John shrugged beneath the hand she’d put on his shoulder, refusing to turn toward her.  “It’s okay.  I knew you didn’t mean it.  Problem is … that’s sort of what I wish we could do.  This isn’t an ark, and I know we can’t fill Moya up with two of every species, but she’s got room to spare.  We have room to …”  He shrugged again and didn’t bother finishing his explanation.

“Not all delvians are priests.  Their soldiers are fearsome, and you already know what happens if they begin to starve.”

“Which is why I though we’d put Sparky in charge of the sprout until we figure out what type of person she’s going to blossom into,” he laughed.  “If she decides she needs meat, we’ll hear his screams and know it’s gone all wrong as usual.”

“The next miserable, cowed, pathetic being we bring on board could turn out to be a bounty hunter or an assassin,” she warned, leaning her chin on his shoulder.  “We know from the wanted beacons that High Command has tripled the bounty for you and me.  Until we get out of Peacekeeper space, there are going to be plenty of hunters willing to risk their lives for that kind of wealth.”
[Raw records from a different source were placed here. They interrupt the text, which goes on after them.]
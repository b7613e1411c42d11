//! FILENAME: engine/src/error.rs

use thiserror::Error;

#[derive(Error, Debug)]
pub enum EngineError {
    /// Required column headers are absent from the input sheet. The load
    /// is aborted and any previously loaded dataset stays active.
    #[error("missing required columns: {}", .0.join(", "))]
    MissingColumns(Vec<String>),

    /// A non-blank date cell matched no accepted representation. Aborts
    /// the whole load; the row index is 0-based over the data rows.
    #[error("row {row}: unparseable date {value:?}")]
    InvalidDate { row: usize, value: String },
}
“Grayza seems to be taking things rather personally,” John mused.

A brush with a Peacekeeper force a quarter cycle earlier had resulted in the discovery that Lo’la’s weaponry could take out a Vigilante class destroyer.  John had provided the bait for a trap by positioning the module where the destroyer would find it without becoming suspicious and then deliberately discharged every power cell so it appeared he’d been cut off from Moya by a malfunction.  It had worked, luring the Peacekeepers into range of D’Argo’s cloaked ship, but there hadn’t been a backup plan or a route for escape.  If their plan hadn’t worked, John would have been captured.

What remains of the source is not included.